Only the lines from the one containing "let counts: Vec<String> = outcome" through the one containing "fn run(shell: &mut" should be printed, exactly as they appear below, with both ends included.

===

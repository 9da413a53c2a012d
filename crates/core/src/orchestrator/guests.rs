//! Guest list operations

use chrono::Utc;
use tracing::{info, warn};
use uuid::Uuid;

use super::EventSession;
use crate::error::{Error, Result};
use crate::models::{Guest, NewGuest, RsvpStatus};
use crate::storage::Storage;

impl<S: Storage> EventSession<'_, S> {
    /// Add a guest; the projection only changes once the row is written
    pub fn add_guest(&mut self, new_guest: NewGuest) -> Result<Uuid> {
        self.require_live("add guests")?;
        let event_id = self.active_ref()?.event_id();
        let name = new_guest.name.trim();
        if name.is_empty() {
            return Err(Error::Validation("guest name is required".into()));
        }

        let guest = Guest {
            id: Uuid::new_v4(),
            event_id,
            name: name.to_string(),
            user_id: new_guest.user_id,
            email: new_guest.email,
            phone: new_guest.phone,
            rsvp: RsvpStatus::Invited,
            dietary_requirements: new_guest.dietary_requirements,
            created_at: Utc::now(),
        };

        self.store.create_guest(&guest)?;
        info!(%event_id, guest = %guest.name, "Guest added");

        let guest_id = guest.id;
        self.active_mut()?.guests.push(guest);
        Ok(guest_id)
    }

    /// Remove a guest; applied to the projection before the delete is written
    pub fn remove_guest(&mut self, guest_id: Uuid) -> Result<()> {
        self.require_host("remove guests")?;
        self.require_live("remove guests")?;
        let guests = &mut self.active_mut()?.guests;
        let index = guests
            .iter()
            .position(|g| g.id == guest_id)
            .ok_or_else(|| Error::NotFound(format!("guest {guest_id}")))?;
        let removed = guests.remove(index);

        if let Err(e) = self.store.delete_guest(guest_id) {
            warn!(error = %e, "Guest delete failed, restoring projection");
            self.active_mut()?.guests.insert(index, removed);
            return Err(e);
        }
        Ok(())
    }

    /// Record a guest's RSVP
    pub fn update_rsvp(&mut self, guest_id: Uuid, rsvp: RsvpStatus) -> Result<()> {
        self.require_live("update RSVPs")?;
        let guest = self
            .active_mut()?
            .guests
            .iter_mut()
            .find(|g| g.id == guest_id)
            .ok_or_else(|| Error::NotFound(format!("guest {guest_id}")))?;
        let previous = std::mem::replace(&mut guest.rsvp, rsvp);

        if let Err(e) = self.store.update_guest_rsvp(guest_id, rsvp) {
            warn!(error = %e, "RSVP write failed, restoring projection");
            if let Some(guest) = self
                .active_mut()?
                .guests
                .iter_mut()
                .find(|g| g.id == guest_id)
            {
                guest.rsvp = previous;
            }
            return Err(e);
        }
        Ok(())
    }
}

===

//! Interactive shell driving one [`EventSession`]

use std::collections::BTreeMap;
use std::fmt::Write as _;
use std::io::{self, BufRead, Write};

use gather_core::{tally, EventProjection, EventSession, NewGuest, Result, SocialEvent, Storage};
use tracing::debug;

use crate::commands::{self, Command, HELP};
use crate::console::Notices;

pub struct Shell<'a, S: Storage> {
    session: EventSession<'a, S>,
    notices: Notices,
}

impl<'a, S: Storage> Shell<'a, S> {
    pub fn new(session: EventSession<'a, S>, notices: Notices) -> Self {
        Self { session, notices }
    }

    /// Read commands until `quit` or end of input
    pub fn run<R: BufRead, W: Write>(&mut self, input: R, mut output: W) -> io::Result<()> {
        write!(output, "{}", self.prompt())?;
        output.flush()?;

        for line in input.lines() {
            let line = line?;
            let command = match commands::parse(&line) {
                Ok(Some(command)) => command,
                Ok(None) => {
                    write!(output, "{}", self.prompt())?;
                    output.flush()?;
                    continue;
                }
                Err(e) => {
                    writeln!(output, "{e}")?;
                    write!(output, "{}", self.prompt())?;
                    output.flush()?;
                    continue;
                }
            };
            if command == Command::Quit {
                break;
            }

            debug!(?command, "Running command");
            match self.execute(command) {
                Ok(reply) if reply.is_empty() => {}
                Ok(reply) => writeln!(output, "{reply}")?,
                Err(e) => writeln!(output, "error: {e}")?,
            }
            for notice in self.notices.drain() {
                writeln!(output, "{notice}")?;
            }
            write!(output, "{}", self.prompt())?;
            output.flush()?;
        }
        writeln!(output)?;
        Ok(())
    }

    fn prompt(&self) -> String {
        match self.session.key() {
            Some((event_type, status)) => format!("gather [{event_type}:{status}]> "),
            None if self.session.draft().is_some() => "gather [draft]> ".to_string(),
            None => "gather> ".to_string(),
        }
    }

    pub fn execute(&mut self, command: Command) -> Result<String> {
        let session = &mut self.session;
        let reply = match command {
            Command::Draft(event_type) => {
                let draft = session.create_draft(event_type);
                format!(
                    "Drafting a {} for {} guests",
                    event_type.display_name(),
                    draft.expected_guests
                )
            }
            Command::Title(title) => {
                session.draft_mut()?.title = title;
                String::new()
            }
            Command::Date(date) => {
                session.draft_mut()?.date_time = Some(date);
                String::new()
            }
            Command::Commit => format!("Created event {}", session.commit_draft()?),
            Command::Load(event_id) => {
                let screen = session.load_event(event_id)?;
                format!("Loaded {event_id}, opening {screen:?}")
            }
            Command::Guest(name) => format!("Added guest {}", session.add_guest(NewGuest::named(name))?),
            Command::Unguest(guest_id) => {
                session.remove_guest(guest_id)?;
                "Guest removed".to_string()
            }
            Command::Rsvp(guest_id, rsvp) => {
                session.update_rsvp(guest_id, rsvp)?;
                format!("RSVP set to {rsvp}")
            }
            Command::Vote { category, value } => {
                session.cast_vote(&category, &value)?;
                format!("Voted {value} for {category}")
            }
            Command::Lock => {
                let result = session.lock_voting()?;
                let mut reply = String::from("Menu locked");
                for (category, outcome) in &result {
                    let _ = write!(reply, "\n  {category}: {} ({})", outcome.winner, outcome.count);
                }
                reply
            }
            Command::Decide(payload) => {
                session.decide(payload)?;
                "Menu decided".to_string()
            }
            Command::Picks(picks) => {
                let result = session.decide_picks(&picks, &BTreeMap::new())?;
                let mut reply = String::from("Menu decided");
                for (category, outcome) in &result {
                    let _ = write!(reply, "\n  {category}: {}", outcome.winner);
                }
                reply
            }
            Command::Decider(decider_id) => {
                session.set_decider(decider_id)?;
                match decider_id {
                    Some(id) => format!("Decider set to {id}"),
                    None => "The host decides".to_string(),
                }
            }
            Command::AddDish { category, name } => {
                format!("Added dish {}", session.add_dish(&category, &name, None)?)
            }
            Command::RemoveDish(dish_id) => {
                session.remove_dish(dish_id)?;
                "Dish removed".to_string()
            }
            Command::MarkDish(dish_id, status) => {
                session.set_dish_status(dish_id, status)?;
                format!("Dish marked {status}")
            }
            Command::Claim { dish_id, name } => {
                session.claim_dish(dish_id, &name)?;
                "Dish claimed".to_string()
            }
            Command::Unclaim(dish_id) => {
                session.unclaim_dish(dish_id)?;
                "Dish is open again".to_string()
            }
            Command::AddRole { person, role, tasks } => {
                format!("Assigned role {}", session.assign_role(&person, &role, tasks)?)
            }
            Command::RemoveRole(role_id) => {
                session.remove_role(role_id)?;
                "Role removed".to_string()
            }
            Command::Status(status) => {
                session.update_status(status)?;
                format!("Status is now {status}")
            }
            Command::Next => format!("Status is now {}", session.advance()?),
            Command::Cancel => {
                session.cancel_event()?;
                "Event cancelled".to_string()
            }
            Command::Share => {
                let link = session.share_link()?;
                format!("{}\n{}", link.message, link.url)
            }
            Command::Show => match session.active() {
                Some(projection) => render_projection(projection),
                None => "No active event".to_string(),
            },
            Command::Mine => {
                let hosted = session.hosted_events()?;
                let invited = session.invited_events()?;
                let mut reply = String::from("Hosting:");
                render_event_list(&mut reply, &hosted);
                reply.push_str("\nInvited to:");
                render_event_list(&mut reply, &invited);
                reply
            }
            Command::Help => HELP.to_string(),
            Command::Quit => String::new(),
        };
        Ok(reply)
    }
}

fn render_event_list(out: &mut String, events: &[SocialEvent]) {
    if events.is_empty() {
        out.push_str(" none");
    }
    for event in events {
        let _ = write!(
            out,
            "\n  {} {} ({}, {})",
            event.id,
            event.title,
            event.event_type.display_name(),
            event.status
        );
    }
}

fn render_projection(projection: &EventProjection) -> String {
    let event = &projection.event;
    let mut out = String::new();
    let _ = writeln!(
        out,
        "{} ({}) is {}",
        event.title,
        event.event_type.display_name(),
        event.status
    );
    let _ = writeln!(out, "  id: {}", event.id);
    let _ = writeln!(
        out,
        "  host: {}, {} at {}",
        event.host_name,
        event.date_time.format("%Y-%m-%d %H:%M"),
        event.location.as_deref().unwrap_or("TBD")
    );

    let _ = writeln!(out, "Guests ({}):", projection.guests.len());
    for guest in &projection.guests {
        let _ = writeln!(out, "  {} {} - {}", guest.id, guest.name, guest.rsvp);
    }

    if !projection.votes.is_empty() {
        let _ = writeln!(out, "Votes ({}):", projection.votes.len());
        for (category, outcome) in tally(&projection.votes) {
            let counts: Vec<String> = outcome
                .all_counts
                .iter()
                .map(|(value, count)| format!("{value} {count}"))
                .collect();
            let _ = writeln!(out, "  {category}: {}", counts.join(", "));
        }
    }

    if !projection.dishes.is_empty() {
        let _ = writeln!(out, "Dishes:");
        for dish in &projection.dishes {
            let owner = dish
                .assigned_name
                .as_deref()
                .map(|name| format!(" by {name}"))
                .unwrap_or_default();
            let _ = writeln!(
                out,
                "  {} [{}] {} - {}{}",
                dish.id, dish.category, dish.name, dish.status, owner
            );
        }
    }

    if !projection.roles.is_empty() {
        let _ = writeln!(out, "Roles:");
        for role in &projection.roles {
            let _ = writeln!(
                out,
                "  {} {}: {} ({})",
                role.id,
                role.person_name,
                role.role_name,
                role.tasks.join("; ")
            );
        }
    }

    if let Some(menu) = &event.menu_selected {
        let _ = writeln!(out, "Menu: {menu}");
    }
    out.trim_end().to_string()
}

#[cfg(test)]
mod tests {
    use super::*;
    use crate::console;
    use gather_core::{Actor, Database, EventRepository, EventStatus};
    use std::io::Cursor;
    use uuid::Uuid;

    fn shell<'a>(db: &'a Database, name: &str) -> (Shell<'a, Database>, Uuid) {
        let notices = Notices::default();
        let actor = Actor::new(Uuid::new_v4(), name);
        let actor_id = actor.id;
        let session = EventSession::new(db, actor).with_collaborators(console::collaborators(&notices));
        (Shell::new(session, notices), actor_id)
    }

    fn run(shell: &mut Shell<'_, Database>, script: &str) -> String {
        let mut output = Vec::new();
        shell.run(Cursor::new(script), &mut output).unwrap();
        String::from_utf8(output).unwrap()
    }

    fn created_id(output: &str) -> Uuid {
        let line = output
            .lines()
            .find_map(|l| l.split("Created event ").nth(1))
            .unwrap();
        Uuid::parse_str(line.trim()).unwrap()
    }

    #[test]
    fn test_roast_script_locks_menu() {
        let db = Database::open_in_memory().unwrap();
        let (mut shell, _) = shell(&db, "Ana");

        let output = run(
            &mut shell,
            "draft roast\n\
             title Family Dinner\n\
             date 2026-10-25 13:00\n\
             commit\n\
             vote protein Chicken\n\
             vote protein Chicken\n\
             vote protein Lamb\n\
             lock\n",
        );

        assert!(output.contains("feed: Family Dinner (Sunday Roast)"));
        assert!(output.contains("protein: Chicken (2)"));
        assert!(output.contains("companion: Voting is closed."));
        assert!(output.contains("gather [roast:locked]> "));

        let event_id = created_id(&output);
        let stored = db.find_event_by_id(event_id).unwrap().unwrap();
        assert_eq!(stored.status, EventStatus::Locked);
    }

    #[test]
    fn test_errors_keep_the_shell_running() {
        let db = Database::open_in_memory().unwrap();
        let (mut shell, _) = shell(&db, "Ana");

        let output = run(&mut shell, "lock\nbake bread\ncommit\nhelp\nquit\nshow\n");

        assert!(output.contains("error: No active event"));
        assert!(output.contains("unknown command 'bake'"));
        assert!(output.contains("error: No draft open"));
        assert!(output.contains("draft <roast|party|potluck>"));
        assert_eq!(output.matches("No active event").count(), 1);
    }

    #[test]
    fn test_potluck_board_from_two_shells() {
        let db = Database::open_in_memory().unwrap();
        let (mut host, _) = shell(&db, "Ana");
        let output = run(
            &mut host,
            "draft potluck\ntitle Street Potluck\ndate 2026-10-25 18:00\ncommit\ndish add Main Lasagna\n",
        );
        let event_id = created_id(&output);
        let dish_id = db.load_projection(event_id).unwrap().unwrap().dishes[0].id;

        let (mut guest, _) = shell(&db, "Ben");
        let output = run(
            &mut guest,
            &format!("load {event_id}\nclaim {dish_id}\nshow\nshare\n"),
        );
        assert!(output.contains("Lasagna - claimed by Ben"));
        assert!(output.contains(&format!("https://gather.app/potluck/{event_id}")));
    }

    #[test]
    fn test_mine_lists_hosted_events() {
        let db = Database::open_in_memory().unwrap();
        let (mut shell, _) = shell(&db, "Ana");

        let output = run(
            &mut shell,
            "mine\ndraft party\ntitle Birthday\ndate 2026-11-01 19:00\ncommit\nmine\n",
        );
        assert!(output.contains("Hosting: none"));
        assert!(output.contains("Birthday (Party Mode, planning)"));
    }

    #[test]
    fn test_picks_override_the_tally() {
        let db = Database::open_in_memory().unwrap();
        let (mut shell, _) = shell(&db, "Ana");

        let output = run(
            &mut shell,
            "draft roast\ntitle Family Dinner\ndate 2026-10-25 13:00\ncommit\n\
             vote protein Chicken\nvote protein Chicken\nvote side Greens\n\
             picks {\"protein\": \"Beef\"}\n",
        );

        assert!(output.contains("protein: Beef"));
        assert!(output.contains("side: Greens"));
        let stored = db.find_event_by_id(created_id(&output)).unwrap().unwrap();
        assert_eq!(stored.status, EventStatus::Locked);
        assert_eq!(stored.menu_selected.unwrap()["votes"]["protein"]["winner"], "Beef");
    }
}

===

_EXERCISE ANSWER_
            let counts: Vec<String> = outcome
                .all_counts
                .iter()
                .map(|(value, count)| format!("{value} {count}"))
                .collect();
            let _ = writeln!(out, "  {category}: {}", counts.join(", "));
        }
    }

    if !projection.dishes.is_empty() {
        let _ = writeln!(out, "Dishes:");
        for dish in &projection.dishes {
            let owner = dish
                .assigned_name
                .as_deref()
                .map(|name| format!(" by {name}"))
                .unwrap_or_default();
            let _ = writeln!(
                out,
                "  {} [{}] {} - {}{}",
                dish.id, dish.category, dish.name, dish.status, owner
            );
        }
    }

    if !projection.roles.is_empty() {
        let _ = writeln!(out, "Roles:");
        for role in &projection.roles {
            let _ = writeln!(
                out,
                "  {} {}: {} ({})",
                role.id,
                role.person_name,
                role.role_name,
                role.tasks.join("; ")
            );
        }
    }

    if let Some(menu) = &event.menu_selected {
        let _ = writeln!(out, "Menu: {menu}");
    }
    out.trim_end().to_string()
}

#[cfg(test)]
mod tests {
    use super::*;
    use crate::console;
    use gather_core::{Actor, Database, EventRepository, EventStatus};
    use std::io::Cursor;
    use uuid::Uuid;

    fn shell<'a>(db: &'a Database, name: &str) -> (Shell<'a, Database>, Uuid) {
        let notices = Notices::default();
        let actor = Actor::new(Uuid::new_v4(), name);
        let actor_id = actor.id;
        let session = EventSession::new(db, actor).with_collaborators(console::collaborators(&notices));
        (Shell::new(session, notices), actor_id)
    }

    fn run(shell: &mut Shell<'_, Database>, script: &str) -> String {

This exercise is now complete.